I know this isn't definitive, so maybe some source material is in order. What follows comes from the references shown below. Where I think it helpful, I've added my own comments in green.
Photo: GIV FMS typo (Photo: Kevin Knecht)
As you climb above 27,500 feet your true airspeed tends to suffer and your ground speed may actually decrease with altitude. As you climb above the troposphere and the temperature lapse rate nears zero, your fuel advantages with climb become smaller. You may want to minimize your climb rate if forward groundspeed is a priority and winds do not improve at higher altitudes. What is your minimum rate of climb to keep ATC happy? 500 fpm.
[Aeronautical Information Manual §4-4-10.d.] When ATC has not used the term “AT PILOT’S DISCRETION” nor imposed any climb or descent restrictions, pilots should initiate climb or descent promptly on acknowledgement of the clearance. Descend or climb at an optimum rate consistent with the operating characteristics of the aircraft to 1,000 feet above or below the assigned altitude, and then attempt to descend or climb at a rate of between 500 and 1,500 fpm until the assigned altitude is reached. If at anytime the pilot is unable to climb or descend at a rate of at least 500 feet a minute, advise ATC.
Photo: from Haskel's cockpit.
In the Air Force our flight manuals were published in "technical orders." A "tech order climb" is a climb at the speed schedule mandated by the manual. There is no such animal in the G450. The best we can do is the PlaneView defaults:
But how do you do that? A reader asks the question...

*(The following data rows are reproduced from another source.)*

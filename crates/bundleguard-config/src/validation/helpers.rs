//! Shared validation helpers used by the section validators.

/// Push an error if `value` is outside `[min, max]`.
pub(crate) fn validate_range(errors: &mut Vec<String>, name: &str, value: u32, min: u32, max: u32) {
    if value < min || value > max {
        errors.push(format!("{name} = {value} is out of range [{min}, {max}]"));
    }
}

/// Push an error unless `value` is a bare file name (non-empty, no separators).
pub(crate) fn validate_file_name(errors: &mut Vec<String>, name: &str, value: &str) {
    if value.trim().is_empty() {
        errors.push(format!("{name} must not be empty"));
    } else if value.contains(['/', '\\']) || value == "." || value == ".." {
        errors.push(format!("{name} = '{value}' must be a bare file name"));
    }
}
//! The forbidden-pattern table checked by the verifier.
//!
//! A shipped bundle must contain none of these. The sanitizer's rule table
//! (`crate::sanitize::rules`) is the write side of the same contract.

use regex::Regex;
use std::sync::LazyLock;

/// How a forbidden pattern is matched.
#[derive(Debug)]
pub enum Matcher {
    /// Exact, case-sensitive substring.
    Literal(&'static str),
    Regex(Regex),
}

/// A named pattern that must not appear in a shipped bundle.
#[derive(Debug)]
pub struct ForbiddenPattern {
    pub name: &'static str,
    pub matcher: Matcher,
}

impl ForbiddenPattern {
    fn literal(name: &'static str, needle: &'static str) -> Self {
        Self {
            name,
            matcher: Matcher::Literal(needle),
        }
    }

    fn regex(name: &'static str, pattern: &str) -> Self {
        // Static pattern literals; a failure here is a programming error caught by the tests.
        let re = Regex::new(pattern).expect("forbidden pattern: static regex must compile");
        Self {
            name,
            matcher: Matcher::Regex(re),
        }
    }

    /// Byte offsets of every non-overlapping match, in order.
    pub fn match_offsets(&self, text: &str) -> Vec<usize> {
        match &self.matcher {
            Matcher::Literal(needle) => text.match_indices(needle).map(|(i, _)| i).collect(),
            Matcher::Regex(re) => re.find_iter(text).map(|m| m.start()).collect(),
        }
    }

    pub fn is_match(&self, text: &str) -> bool {
        match &self.matcher {
            Matcher::Literal(needle) => text.contains(needle),
            Matcher::Regex(re) => re.is_match(text),
        }
    }
}

static FORBIDDEN: LazyLock<Vec<ForbiddenPattern>> = LazyLock::new(|| {
    vec![
        ForbiddenPattern::literal("http-url", "http://"),
        ForbiddenPattern::literal("https-url", "https://"),
        ForbiddenPattern::literal("github-workspace", "GITHUB_WORKSPACE"),
        ForbiddenPattern::regex("github-com", r"(?i)github\.com"),
        ForbiddenPattern::regex("api-github-com", r"(?i)api\.github\.com"),
        ForbiddenPattern::regex("raw-githubusercontent", r"(?i)raw\.githubusercontent\.com"),
        ForbiddenPattern::regex("github-word", r"(?i)\bgithub\b"),
        ForbiddenPattern::literal("source-map", "sourceMappingURL="),
        ForbiddenPattern::regex("json-data-url", r"data:application/json(?:;base64)?"),
    ]
});

/// All forbidden patterns, in reporting order.
pub fn forbidden_patterns() -> &'static [ForbiddenPattern] {
    &FORBIDDEN
}
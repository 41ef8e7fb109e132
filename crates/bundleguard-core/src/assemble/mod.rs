//! Assembler: turn the staged minified build and the readable build into
//! the final distributable pair.

mod prune;


pub use prune::prune_except;

use bundleguard_common::{PipelineError, SanitizeMode};
use bundleguard_config::schema::PathsConfig;
use std::path::PathBuf;
use tracing::info;

use crate::fsio;
use crate::sanitize::sanitize_with_outcome;

/// What one assembly run wrote and removed.
#[derive(Debug, Clone, Default)]
pub struct AssembleOutcome {
    /// The minified distributable written into the output directory.
    pub minified: PathBuf,
    /// The readable distributable, when it was processed.
    pub readable: Option<PathBuf>,
    /// Whether the staging directory existed and was removed.
    pub staging_removed: bool,
    /// Output directory entries deleted by the final prune.
    pub pruned: Vec<PathBuf>,
}

/// Refuse a layout where removing the staging directory would also remove
/// the output directory. Checked lexically, then on the resolved paths
/// when both exist, which catches symlinks and mixed relative/absolute
/// spellings.
fn ensure_staging_is_disposable(paths: &PathsConfig) -> Result<(), PipelineError> {
    let resolved_encloses = match (
        std::fs::canonicalize(&paths.staging_dir),
        std::fs::canonicalize(&paths.out_dir),
    ) {
        (Ok(staging), Ok(out)) => out.starts_with(staging),
        _ => false,
    };

    if paths.staging_encloses_out_dir() || resolved_encloses {
        return Err(PipelineError::StagingEnclosesOutput {
            staging_dir: paths.staging_dir.clone(),
            out_dir: paths.out_dir.clone(),
        });
    }
    Ok(())
}

/// Assemble the distributables described by `paths`.
///
/// Every required input is checked before anything is written or deleted,
/// so a failed precondition leaves the filesystem untouched. With
/// `minify_only` the readable artifact is neither required nor processed,
/// but the prune still keeps only the two distributable names.
pub fn assemble(
    paths: &PathsConfig,
    mode: SanitizeMode,
    minify_only: bool,
) -> Result<AssembleOutcome, PipelineError> {
    let staging = paths.staging_path();
    let readable = paths.readable_path();
    let minified = paths.minified_path();

    fsio::require_file(&staging)?;
    if !minify_only {
        fsio::require_file(&readable)?;
    }
    ensure_staging_is_disposable(paths)?;

    let source = fsio::read_document(&staging)?;
    let (clean, outcome) = sanitize_with_outcome(&source, mode);
    fsio::write_document(&minified, &clean)?;
    info!(
        "wrote {} from {} ({mode}: {} replacement(s))",
        minified.display(),
        staging.display(),
        outcome.total()
    );

    let staging_removed = fsio::remove_dir_if_present(&paths.staging_dir)?;
    if staging_removed {
        info!("removed {}", paths.staging_dir.display());
    }

    let readable_done = if minify_only {
        None
    } else {
        let original = fsio::read_document(&readable)?;
        let (clean, outcome) = sanitize_with_outcome(&original, mode);
        if fsio::write_if_changed(&readable, &original, &clean)? {
            info!(
                "sanitized {} ({mode}: {} replacement(s))",
                readable.display(),
                outcome.total()
            );
        }
        Some(readable)
    };

    let pruned = prune_except(
        &paths.out_dir,
        &[paths.readable_name.as_str(), paths.minified_name.as_str()],
    )?;
    if !pruned.is_empty() {
        info!(
            "pruned {} entr{} from {}",
            pruned.len(),
            if pruned.len() == 1 { "y" } else { "ies" },
            paths.out_dir.display()
        );
    }

    Ok(AssembleOutcome {
        minified,
        readable: readable_done,
        staging_removed,
        pruned,
    })
}
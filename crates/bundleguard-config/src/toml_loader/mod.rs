//! TOML config file loading and creation.

mod loader;
mod paths;
mod template;


pub use loader::{load_from_path, load_resolved};
pub use paths::{create_default_config, resolve_config_path, user_config_path, PROJECT_CONFIG_NAME};
pub use template::default_config_toml;
use bundleguard_common::Result;
use std::path::Path;

pub(super) fn run(path: &Path) -> Result<()> {
    bundleguard_config::create_default_config(path)?;
    Ok(())
}
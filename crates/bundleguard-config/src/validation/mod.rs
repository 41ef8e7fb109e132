//! Full configuration validation.
//!
//! Each section has its own checks; this orchestrator calls them all and
//! collects errors into a single `ConfigError`.

mod helpers;
mod misc;
mod paths;


use crate::schema::BundleguardConfig;
use bundleguard_common::ConfigError;

/// Run all validations on a config, collecting all errors.
pub fn validate(config: &BundleguardConfig) -> Result<(), ConfigError> {
    let mut errors: Vec<String> = Vec::new();

    paths::validate_paths(&mut errors, config);
    misc::validate_verify(&mut errors, config);
    misc::validate_css(&mut errors, config);

    if errors.is_empty() {
        Ok(())
    } else {
        Err(ConfigError::ValidationError(errors.join("; ")))
    }
}
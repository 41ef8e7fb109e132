use serde::{Deserialize, Serialize};

/// CSS reformatter options.
#[derive(Debug, Clone, Serialize, Deserialize, PartialEq)]
#[serde(default)]
pub struct CssConfig {
    /// One indentation level. Spaces or tabs only, at most 8 characters.
    pub indent: String,
}

impl Default for CssConfig {
    fn default() -> Self {
        Self {
            indent: "  ".into(),
        }
    }
}
//! Logging configuration types.

use serde::{Deserialize, Serialize};

/// Log level.
#[derive(Debug, Clone, Copy, Serialize, Deserialize, PartialEq, Eq, Default)]
#[serde(rename_all = "lowercase")]
pub enum LogLevel {
    Trace,
    Debug,
    #[default]
    Info,
    Warn,
    Error,
}

impl LogLevel {
    pub fn as_str(self) -> &'static str {
        match self {
            LogLevel::Trace => "trace",
            LogLevel::Debug => "debug",
            LogLevel::Info => "info",
            LogLevel::Warn => "warn",
            LogLevel::Error => "error",
        }
    }
}

/// Logging configuration.
#[derive(Debug, Clone, Serialize, Deserialize, PartialEq, Default)]
#[serde(default)]
pub struct LoggingConfig {
    pub level: LogLevel,
}

impl LoggingConfig {
    /// `EnvFilter` directive for the workspace crates at the configured level.
    pub fn directive(&self) -> String {
        format!("bundleguard={}", self.level.as_str())
    }
}
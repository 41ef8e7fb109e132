//! Subcommand implementations.
//!
//! Each step runs inside a span named after its tag, so every log line
//! says which pipeline stage emitted it.

mod assemble;
mod compare_styles;
mod format_css;
mod init_config;
mod package;
mod sanitize;
mod verify;

#[cfg(test)]
mod tests;

use bundleguard_common::Result;
use bundleguard_config::BundleguardConfig;
use std::path::PathBuf;
use tracing::info_span;

use crate::cli::Command;

/// Run one subcommand to completion.
pub fn dispatch(command: &Command, config: &BundleguardConfig) -> Result<()> {
    in_step(command.tag(), || match command {
        Command::Assemble { minify_only } => assemble::run(config, *minify_only),
        Command::Sanitize { mode, files } => sanitize::run(config, *mode, files),
        Command::FormatCss { files } => format_css::run(config, files),
        Command::Verify { json, files } => verify::run(config, *json, files),
        Command::CompareStyles => compare_styles::run(config),
        Command::Package { minify_only } => package::run(config, *minify_only),
        Command::InitConfig { path } => init_config::run(path),
    })
}

/// Run `f` inside the log span for step `tag`.
pub(crate) fn in_step<T>(tag: &'static str, f: impl FnOnce() -> T) -> T {
    info_span!("step", tag = %tag).in_scope(f)
}

/// Explicit file arguments, or the readable distributable when none given.
fn targets_or_readable(config: &BundleguardConfig, files: &[PathBuf]) -> Vec<PathBuf> {
    if files.is_empty() {
        vec![config.paths.readable_path()]
    } else {
        files.to_vec()
    }
}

Good Afternoon Mr. Haskel,
I wanted to thank you for the tremendous amount of time and effort you have put into this website. It has offered an invaluable amount of information to myself and our flight department. I wanted to ask about your climb to altitude technique. I have most of my time in the GIII, and with the pilot we have on the G450, they all have a different way of climbing. Below are some of the techniques and I am trying to figure out which one is most appropriate.
I respectfully ask for what you have found works best for the G450. Thank you very much for your time.
Call me Eddie.
I use the third option you listed, setting the target speed to a higher value than the one I intend to fly in order to keep the engines at climb thrust. I don’t like VS mode during climb because we pilots tend to get distracted and I’ve seen too many pilots forget about it and end up running out of airspeed. But I don’t think the airplane always figures out the IAS to Mach transition and from that point on the porpoising begins and I have no choice but to go to VS. So at that point I set M0.80 and use VS to bracket between M0.75 and M0.77. I keep my focus on airspeed and if something comes up in the cockpit I put my hand on the VS knob or hand control of the airplane to the other pilot.
Hope that helps.
When asked to expedite climb, I automatically head for 250 KCAS or 0.70 Mach. There is no science behind this other than those number are higher than those that follow. . .
Figure: En route climb speed, from G450 Airplane Flight Manual, pg. 5.7 - 2.
The only en route climb chart in our books gives climb speeds given an engine failure. You can reason that if it can do it on one engine, it can do it on two. If that is true, you can fly this airplane all the way to its ceiling at maximum weight at 230 knots and still be above VSE.
G450 Airplane Flight Manual §5.7.] Charts are presented for choosing the en route climb speed (VSE) and for determining the en route climb gradient. The en route climb speed is based on using the minimum FAR/JAR criteria of 1.3 times the stall speed. The gradient data shown are Net Gradient values (actual reduced by 1.1% gradient).
Photo: Display Controller With VREF, from Eddie's aircraft.
The display controller gives you an accurate VREF based on the flap handle position all the way to 15,000' and from there all the way to 45,000' it appears to be very close. See: G450 VREF / Display Controller for more about this.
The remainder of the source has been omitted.